§ What the task asks
In the data below, which lines hold the word "String"? Copy them.
------
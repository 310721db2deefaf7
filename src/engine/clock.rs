//! Simulated time
//!
//! Time is a scalar number of simulated minutes. It advances only when the
//! scheduler dispatches an event, never from wall-clock observation.

use serde::{Deserialize, Serialize};
use std::cmp::Ordering;
use std::fmt;

/// A point on the simulated clock, in minutes.
///
/// Wraps an `f64` but is totally ordered (via `f64::total_cmp`) so it can key
/// the scheduler's heap. Constructors reject NaN.
#[derive(Debug, Clone, Copy, Serialize, Deserialize)]
#[serde(transparent)]
pub struct SimTime(f64);

impl SimTime {
    /// The zero-point of simulated time
    pub const ZERO: SimTime = SimTime(0.0);

    /// Create a time from a number of minutes.
    ///
    /// Returns `None` for NaN or negative values.
    pub fn new(minutes: f64) -> Option<Self> {
        if minutes.is_nan() || minutes < 0.0 {
            None
        } else {
            Some(SimTime(minutes))
        }
    }

    /// Raw number of minutes
    #[inline]
    pub fn minutes(self) -> f64 {
        self.0
    }

    /// The time `delay` minutes after `self`
    #[inline]
    pub fn plus(self, delay: f64) -> SimTime {
        SimTime(self.0 + delay)
    }

    /// Minutes elapsed since `earlier` (negative if `earlier` is later)
    #[inline]
    pub fn since(self, earlier: SimTime) -> f64 {
        self.0 - earlier.0
    }

    /// Returns `true` if `self` is strictly before `other`
    #[inline]
    pub fn is_before(self, other: SimTime) -> bool {
        self < other
    }
}

impl PartialEq for SimTime {
    fn eq(&self, other: &Self) -> bool {
        self.cmp(other) == Ordering::Equal
    }
}

impl Eq for SimTime {}

impl Ord for SimTime {
    fn cmp(&self, other: &Self) -> Ordering {
        self.0.total_cmp(&other.0)
    }
}

impl PartialOrd for SimTime {
    fn partial_cmp(&self, other: &Self) -> Option<Ordering> {
        Some(self.cmp(other))
    }
}

impl Default for SimTime {
    fn default() -> Self {
        SimTime::ZERO
    }
}

impl fmt::Display for SimTime {
    fn fmt(&self, f: &mut fmt::Formatter<'_>) -> fmt::Result {
        write!(f, "t={:.3}", self.0)
    }
}
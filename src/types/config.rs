//! Configuration structures for the surgical flow simulator
//!
//! This module contains the simulation configuration value, its builder and
//! single-field override type, file/CLI loading and validation logic.

use super::{PoolKind, ScenarioPreset};
use clap::Parser;
use serde::{Deserialize, Serialize};
use std::fmt;
use std::fs;
use std::path::Path;

/// Command line arguments structure
#[derive(Debug, Clone, Parser)]
#[command(
    name = "surgical-flow-sim",
    version = "0.1.0",
    about = "Surgical Flow Simulator - replicated discrete-event simulation of a surgical unit",
    long_about = "Simulates patients flowing through preparation, operation and recovery with finite capacities. When every recovery bed is occupied, a patient whose operation has finished keeps the operating theatre blocked until a bed frees up. Runs many independent seeded replications and reports means with 95% confidence intervals.

EXAMPLES:
    # Run the baseline study with default settings
    surgical-flow-sim

    # Use a configuration file
    surgical-flow-sim --config config.json

    # Run a predefined scenario with overrides
    surgical-flow-sim --scenario high-load --num-replications 50

    # Compare against a variant with 5 recovery rooms (common random numbers)
    surgical-flow-sim --compare-recovery-rooms 5

    # Write the per-replication table
    surgical-flow-sim --output results.csv --output-format csv

    # Generate configuration template
    surgical-flow-sim --print-config > my-config.json

    # Validate configuration without running
    surgical-flow-sim --config my-config.json --dry-run

CONFIGURATION:
    Configuration can be provided via:
    1. Command line arguments (highest priority)
    2. Configuration file (--config flag)
    3. Scenario preset (--scenario flag)
    4. Default values (lowest priority)

    Supported configuration file formats: JSON (.json)"
)]
pub struct CliArgs {
    /// Configuration file path (JSON format)
    #[arg(
        short,
        long,
        help = "Configuration file path (JSON format)",
        long_help = "Path to a JSON configuration file. CLI arguments will override file settings."
    )]
    pub config: Option<String>,

    /// Predefined scenario to start from
    #[arg(
        long,
        help = "Scenario preset (baseline, recovery-1, recovery-2, recovery-4, high-load, low-load)"
    )]
    pub scenario: Option<String>,

    /// Number of preparation rooms
    #[arg(long, help = "Number of preparation rooms")]
    pub num_prep_rooms: Option<usize>,

    /// Number of operating theatres
    #[arg(long, help = "Number of operating theatres")]
    pub num_operating_theatres: Option<usize>,

    /// Number of recovery rooms
    #[arg(long, help = "Number of recovery rooms")]
    pub num_recovery_rooms: Option<usize>,

    /// Mean interarrival time in minutes
    #[arg(long, help = "Mean interarrival time (minutes)")]
    pub mean_interarrival: Option<f64>,

    /// Mean preparation time in minutes
    #[arg(long, help = "Mean preparation time (minutes)")]
    pub mean_prep_time: Option<f64>,

    /// Mean operation time in minutes
    #[arg(long, help = "Mean operation time (minutes)")]
    pub mean_operation_time: Option<f64>,

    /// Mean recovery time in minutes
    #[arg(long, help = "Mean recovery time (minutes)")]
    pub mean_recovery_time: Option<f64>,

    /// Simulated duration of each replication in minutes
    #[arg(long, help = "Simulated duration per replication (minutes)")]
    pub sim_duration: Option<f64>,

    /// Warmup period in minutes
    #[arg(long, help = "Warmup period excluded from statistics (minutes)")]
    pub warmup_period: Option<f64>,

    /// Number of independent replications
    #[arg(long, help = "Number of independent replications")]
    pub num_replications: Option<usize>,

    /// Base random seed
    #[arg(
        long,
        help = "Base random seed",
        long_help = "Base random seed. Replication i is seeded with seed + i, so runs are reproducible."
    )]
    pub random_seed: Option<u64>,

    /// Monitoring interval in minutes
    #[arg(long, help = "Pool sampling interval (minutes)")]
    pub monitoring_interval: Option<f64>,

    /// Output path for the per-replication table
    #[arg(long, help = "Output path for the per-replication metrics table")]
    pub output: Option<String>,

    /// Output format for the per-replication table
    #[arg(
        long,
        default_value = "csv",
        help = "Output format (json or csv)",
        long_help = "Output format for the per-replication table. Supported formats: json, csv. Default: csv"
    )]
    pub output_format: String,

    /// Output path for the aggregate summary
    #[arg(long, help = "Output path for the aggregate summary JSON file")]
    pub summary_output: Option<String>,

    /// Output path for the patient-level table
    #[arg(long, help = "Output path for the patient-level CSV table")]
    pub patients_output: Option<String>,

    /// Run a paired comparison against this number of recovery rooms
    #[arg(
        long,
        help = "Paired comparison against a variant with N recovery rooms",
        long_help = "Runs the configured scenario and a copy with N recovery rooms using common random numbers, then reports per-metric differences with 95% confidence intervals."
    )]
    pub compare_recovery_rooms: Option<usize>,

    /// Enable verbose logging
    #[arg(short, long, help = "Enable verbose logging")]
    pub verbose: bool,

    /// Enable debug logging
    #[arg(short, long, help = "Enable debug logging")]
    pub debug: bool,

    /// Dry run mode - validate configuration without running simulation
    #[arg(long, help = "Validate configuration without running simulation")]
    pub dry_run: bool,

    /// Print default configuration and exit
    #[arg(long, help = "Print default configuration in JSON format and exit")]
    pub print_config: bool,
}

/// Configuration file structure (allows partial configuration)
#[derive(Debug, Clone, Serialize, Deserialize, Default)]
pub struct ConfigFile {
    /// Number of preparation rooms
    pub num_prep_rooms: Option<usize>,
    /// Number of operating theatres
    pub num_operating_theatres: Option<usize>,
    /// Number of recovery rooms
    pub num_recovery_rooms: Option<usize>,
    /// Mean interarrival time (minutes)
    pub mean_interarrival: Option<f64>,
    /// Mean preparation time (minutes)
    pub mean_prep_time: Option<f64>,
    /// Mean operation time (minutes)
    pub mean_operation_time: Option<f64>,
    /// Mean recovery time (minutes)
    pub mean_recovery_time: Option<f64>,
    /// Simulated duration per replication (minutes)
    pub sim_duration: Option<f64>,
    /// Warmup period (minutes)
    pub warmup_period: Option<f64>,
    /// Number of replications
    pub num_replications: Option<usize>,
    /// Base random seed
    pub random_seed: Option<u64>,
    /// Monitoring interval (minutes)
    pub monitoring_interval: Option<f64>,
}

impl ConfigFile {
    /// Merge the fields present in the file over `base`
    pub fn merge_over(self, base: SimulationConfig) -> SimulationConfig {
        SimulationConfig {
            num_prep_rooms: self.num_prep_rooms.unwrap_or(base.num_prep_rooms),
            num_operating_theatres: self
                .num_operating_theatres
                .unwrap_or(base.num_operating_theatres),
            num_recovery_rooms: self.num_recovery_rooms.unwrap_or(base.num_recovery_rooms),
            mean_interarrival: self.mean_interarrival.unwrap_or(base.mean_interarrival),
            mean_prep_time: self.mean_prep_time.unwrap_or(base.mean_prep_time),
            mean_operation_time: self.mean_operation_time.unwrap_or(base.mean_operation_time),
            mean_recovery_time: self.mean_recovery_time.unwrap_or(base.mean_recovery_time),
            sim_duration: self.sim_duration.unwrap_or(base.sim_duration),
            warmup_period: self.warmup_period.unwrap_or(base.warmup_period),
            num_replications: self.num_replications.unwrap_or(base.num_replications),
            random_seed: self.random_seed.unwrap_or(base.random_seed),
            monitoring_interval: self.monitoring_interval.unwrap_or(base.monitoring_interval),
        }
    }
}

/// Configuration for the surgical unit simulation.
///
/// All times are in simulated minutes. The value is immutable once built:
/// variants are derived with [`SimulationConfig::with_override`] or the
/// [`SimulationConfigBuilder`], never by mutating a shared template.
#[derive(Debug, Clone, PartialEq, Serialize, Deserialize)]
pub struct SimulationConfig {
    /// Number of preparation rooms
    pub num_prep_rooms: usize,
    /// Number of operating theatres
    pub num_operating_theatres: usize,
    /// Number of recovery rooms
    pub num_recovery_rooms: usize,
    /// Mean of the exponential interarrival distribution
    pub mean_interarrival: f64,
    /// Mean of the exponential preparation time distribution
    pub mean_prep_time: f64,
    /// Mean of the exponential operation time distribution
    pub mean_operation_time: f64,
    /// Mean of the exponential recovery time distribution
    pub mean_recovery_time: f64,
    /// Simulated horizon of each replication
    pub sim_duration: f64,
    /// Initial interval whose departures are excluded from statistics
    pub warmup_period: f64,
    /// Number of independent replications in a study
    pub num_replications: usize,
    /// Base seed; replication `i` uses `random_seed + i`
    pub random_seed: u64,
    /// Interval between pool occupancy samples
    pub monitoring_interval: f64,
}

/// Configuration loading errors
#[derive(Debug, thiserror::Error)]
pub enum ConfigError {
    /// Configuration file not found
    #[error("Configuration file not found: {0}")]
    FileNotFound(String),

    /// Configuration file read error
    #[error("Failed to read configuration file: {0}")]
    ReadError(#[from] std::io::Error),

    /// JSON parsing error
    #[error("Failed to parse JSON configuration: {0}")]
    JsonError(#[from] serde_json::Error),

    /// Unsupported configuration file format
    #[error("Unsupported configuration file format: {0} (supported: .json)")]
    UnsupportedFormat(String),

    /// Unknown scenario preset name
    #[error("Unknown scenario preset: {0}")]
    UnknownScenario(String),
}

/// Validation errors for simulation configuration
#[derive(Debug, Clone, PartialEq, thiserror::Error)]
pub enum ConfigValidationError {
    /// A pool was configured with no slots
    #[error("{pool} capacity must be greater than 0, got {value}")]
    InvalidCapacity {
        /// Pool with the invalid capacity
        pool: PoolKind,
        /// The rejected capacity
        value: usize,
    },

    /// A distribution mean is not a positive finite number
    #[error("Invalid mean for {field}: {value} (must be a positive number of minutes)")]
    InvalidMean {
        /// Name of the field with the invalid mean
        field: String,
        /// The rejected value
        value: f64,
    },

    /// Replication count is invalid
    #[error("Number of replications must be greater than 0, got {0}")]
    InvalidReplicationCount(usize),

    /// Simulation duration is invalid
    #[error("Simulation duration must be a positive number of minutes, got {0}")]
    InvalidDuration(f64),

    /// Warmup is negative or does not leave any observation window
    #[error("Warmup period {warmup} must be >= 0 and shorter than the simulation duration {duration}")]
    InvalidWarmup {
        /// The rejected warmup period
        warmup: f64,
        /// The configured simulation duration
        duration: f64,
    },

    /// Monitoring interval is invalid
    #[error("Monitoring interval must be a positive number of minutes, got {0}")]
    InvalidMonitoringInterval(f64),
}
------
§ Exercise solution
    pub config: Option<String>,
    pub scenario: Option<String>,
    pub output: Option<String>,
    pub output_format: String,
    pub summary_output: Option<String>,
    pub patients_output: Option<String>,
    FileNotFound(String),
    UnsupportedFormat(String),
    UnknownScenario(String),
        field: String,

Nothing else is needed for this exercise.